═════ DATASET ENTRIES

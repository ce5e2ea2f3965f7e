//! statechart-lite-core — an interpreter for hierarchical finite state
//! machines in the SCXML/Harel lineage: compound and parallel states,
//! history, guards, actions, delayed (`after`) transitions, invoked
//! services, and an actor-style orchestrator that routes events between
//! machines.
//!
//! A machine is created from a declarative, JSON-shaped description (with
//! a permissive lexer), compiled into a verified state graph, and driven
//! by a per-machine event loop: one macrostep at a time, eventless
//! transitions settled to quiescence, timers and services scoped to state
//! occupancy.
//!
//! ```no_run
//! use statechart_lite_core::{Orchestrator, Registry, action_fn};
//!
//! # async fn demo() -> anyhow::Result<()> {
//! let mut registry = Registry::new();
//! registry.add_action("hello", action_fn(|scope| {
//!     scope.set("greeted", serde_json::json!(true));
//!     Ok(())
//! }));
//!
//! let orchestrator = Orchestrator::new();
//! let machine = orchestrator.create_machine(
//!     "demo",
//!     "{ id: 'demo', initial: 'idle', states: {
//!          idle: { entry: 'hello', on: { GO: 'busy' } },
//!          busy: {},
//!      } }",
//!     registry,
//! ).await?;
//!
//! machine.start().await?;
//! let state = machine.send("GO").await?;
//! assert_eq!(state, "#demo.busy");
//! # Ok(())
//! # }
//! ```

pub mod compiler;
pub mod context;
pub mod error;
pub mod machine;
pub mod monitor;
pub mod orchestrator;
pub mod registry;
pub mod services;
mod step;
mod timers;
pub mod types;

pub use compiler::{
    build_graph, parse_document, BuildOptions, HistoryKind, StateGraph, StateKind, StateNode,
    Transition, Trigger,
};
pub use context::{Context, ContextView};
pub use error::{BindKind, DefinitionError, RuntimeError, StepFault};
pub use machine::{Machine, MAX_MICROSTEPS};
pub use monitor::{Monitor, MonitorRecord, RecordKind, DEFAULT_MONITOR_CAPACITY};
pub use orchestrator::Orchestrator;
pub use registry::{
    action_fn, guard_fn, guard_try_fn, service_fn, Action, ActionScope, Guard, OutboundSend,
    Registry, Service,
};
pub use services::ServiceJob;
pub use types::{
    Event, EventKind, MachineSnapshot, MachineStatus, NodeId, KEY_ERROR, KEY_EVENT, KEY_RESULT,
};
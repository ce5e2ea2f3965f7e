//! statechart-lite — thin CLI over the interpreter core.
//!
//! `check` parses and validates a machine description; `run` simulates it
//! with stub bindings (logging actions, always-true guards, immediately
//! resolving services), feeding events from the command line and printing
//! the state string after each.
//!
//! Exit codes: 0 success, 2 parse error, 3 bind error, 4 graph error,
//! 5 runtime step error, 1 anything else.

use std::path::{Path, PathBuf};
use std::time::Duration;

use clap::{Parser, Subcommand};
use statechart_lite_core::{
    action_fn, build_graph, guard_fn, parse_document, service_fn, BuildOptions, DefinitionError,
    Machine, MachineStatus, Registry,
};

#[derive(Parser)]
#[command(name = "statechart-lite", version, about = "Hierarchical state machine interpreter")]
struct Cli {
    #[command(subcommand)]
    command: Command,
}

#[derive(Subcommand)]
enum Command {
    /// Parse and validate a machine description.
    Check {
        /// Path to the description file.
        file: PathBuf,
    },
    /// Start a machine with stub bindings and feed it events.
    Run {
        /// Path to the description file.
        file: PathBuf,
        /// Event to send, repeatable and sent in order.
        #[arg(short, long = "event")]
        events: Vec<String>,
        /// Print every entered state instead of only the leaves.
        #[arg(long)]
        full: bool,
        /// Grace period in ms for `after` timers before exiting.
        #[arg(long, default_value_t = 0)]
        settle_ms: u64,
    },
}

#[tokio::main]
async fn main() {
    tracing_subscriber::fmt()
        .with_env_filter(
            tracing_subscriber::EnvFilter::try_from_default_env()
                .unwrap_or_else(|_| tracing_subscriber::EnvFilter::new("info")),
        )
        .init();

    let cli = Cli::parse();
    let code = match cli.command {
        Command::Check { file } => check(&file),
        Command::Run {
            file,
            events,
            full,
            settle_ms,
        } => run(&file, &events, full, settle_ms).await,
    };
    std::process::exit(code);
}

fn read(file: &Path) -> Result<String, i32> {
    std::fs::read_to_string(file).map_err(|err| {
        eprintln!("error: cannot read {}: {err}", file.display());
        1
    })
}

fn definition_exit(err: &DefinitionError) -> i32 {
    eprintln!("error: {err}");
    err.exit_code()
}

fn check(file: &Path) -> i32 {
    let text = match read(file) {
        Ok(text) => text,
        Err(code) => return code,
    };
    let doc = match parse_document(&text) {
        Ok(doc) => doc,
        Err(err) => return definition_exit(&err),
    };
    match build_graph(&doc, &BuildOptions::default()) {
        Ok(graph) => {
            println!(
                "ok: {} states, version {}",
                graph.len(),
                hex_prefix(&graph.definition_version)
            );
            0
        }
        Err(err) => definition_exit(&err),
    }
}

async fn run(file: &Path, events: &[String], full: bool, settle_ms: u64) -> i32 {
    let text = match read(file) {
        Ok(text) => text,
        Err(code) => return code,
    };
    let doc = match parse_document(&text) {
        Ok(doc) => doc,
        Err(err) => return definition_exit(&err),
    };
    let graph = match build_graph(&doc, &BuildOptions::default()) {
        Ok(graph) => graph,
        Err(err) => return definition_exit(&err),
    };

    let machine = match Machine::from_description(&text, stub_registry(&graph)) {
        Ok(machine) => machine,
        Err(err) => return definition_exit(&err),
    };

    match machine.start().await {
        Ok(state) => println!("start -> {state}"),
        Err(err) => {
            eprintln!("error: {err}");
            return 5;
        }
    }

    for event in events {
        match machine.send(event).await {
            Ok(_) => {
                println!("{event} -> {}", machine.active_state_names(!full));
            }
            Err(err) => {
                eprintln!("error: {err}");
                return 5;
            }
        }
    }

    if settle_ms > 0 {
        tokio::time::sleep(Duration::from_millis(settle_ms)).await;
        println!("settled -> {}", machine.active_state_names(!full));
    }

    if machine.status() == MachineStatus::Error {
        eprintln!("error: machine finished in Error status");
        return 5;
    }
    0
}

/// Bind every referenced name to a stub: actions log, guards pass,
/// services resolve immediately.
fn stub_registry(graph: &statechart_lite_core::StateGraph) -> Registry {
    let mut registry = Registry::new();
    for name in graph.action_names() {
        let name = name.to_string();
        let logged = name.clone();
        registry.add_action(
            name,
            action_fn(move |scope| {
                tracing::info!(action = %logged, state = %scope.state(), "action");
                Ok(())
            }),
        );
    }
    for name in graph.guard_names() {
        registry.add_guard(name.to_string(), guard_fn(|_| true));
    }
    for name in graph.service_names() {
        registry.add_service(
            name.to_string(),
            service_fn(|_job| async { Ok(serde_json::Value::Null) }),
        );
    }
    registry
}

fn hex_prefix(digest: &[u8; 32]) -> String {
    digest[..4].iter().map(|b| format!("{b:02x}")).collect()
}
//! Observation hooks (C10).
//!
//! The step engine emits [`MonitorRecord`]s at well-defined points onto a
//! bounded `tokio::sync::broadcast` channel. Subscribers attach and detach
//! dynamically; emission never blocks the event loop, and a slow subscriber
//! loses the oldest records (the broadcast lagging semantics).

use chrono::{DateTime, Utc};
use serde::Serialize;
use tokio::sync::broadcast;

/// Default per-machine record buffer. Slow subscribers past this depth
/// start losing the oldest records.
pub const DEFAULT_MONITOR_CAPACITY: usize = 256;

/// One observation record.
#[derive(Clone, Debug, Serialize)]
pub struct MonitorRecord {
    /// Machine identifier (isolated id when isolation is on).
    pub machine: String,
    pub at: DateTime<Utc>,
    pub kind: RecordKind,
}

#[derive(Clone, Debug, Serialize)]
pub enum RecordKind {
    MachineStarted { initial: String },
    MachineStopped { terminal: bool },
    EventReceived { event: String },
    GuardEvaluated { guard: String, result: bool },
    TransitionTaken { from: String, to: String, event: String },
    ActionExecuted { action: String, state: String },
    StateEntered { state: String },
    StateExited { state: String },
    TimerArmed { state: String, timer: String, delay_ms: u64 },
    TimerCancelled { state: String, timer: String },
    ServiceStarted { state: String, service: String },
    ServiceCompleted { state: String, service: String },
    ServiceErrored { state: String, service: String, message: String },
    ServiceCancelled { state: String, service: String },
    /// A runtime fault (conflict, guard/action failure, settle overrun).
    StepFaulted { fault: String },
}

/// Handle to a machine's record stream. Cheap to clone; cloning shares the
/// underlying channel.
#[derive(Clone, Debug)]
pub struct Monitor {
    machine: String,
    tx: broadcast::Sender<MonitorRecord>,
}

impl Monitor {
    pub(crate) fn new(machine: impl Into<String>, capacity: usize) -> Self {
        let (tx, _) = broadcast::channel(capacity);
        Self {
            machine: machine.into(),
            tx,
        }
    }

    /// Attach a subscriber. Dropping the receiver detaches it.
    pub fn subscribe(&self) -> broadcast::Receiver<MonitorRecord> {
        self.tx.subscribe()
    }

    pub fn machine(&self) -> &str {
        &self.machine
    }

    pub(crate) fn emit(&self, kind: RecordKind) {
        tracing::trace!(machine = %self.machine, record = ?kind, "monitor");
        // No subscribers is fine; records are best-effort.
        let _ = self.tx.send(MonitorRecord {
            machine: self.machine.clone(),
            at: Utc::now(),
            kind,
        });
    }
}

══════════

## [WHAT YOU SHOULD DO]
From the records above, pick out and copy each line holding the word "Parser".

## [TASK ANSWER]
use clap::{Parser, Subcommand};
#[derive(Parser)]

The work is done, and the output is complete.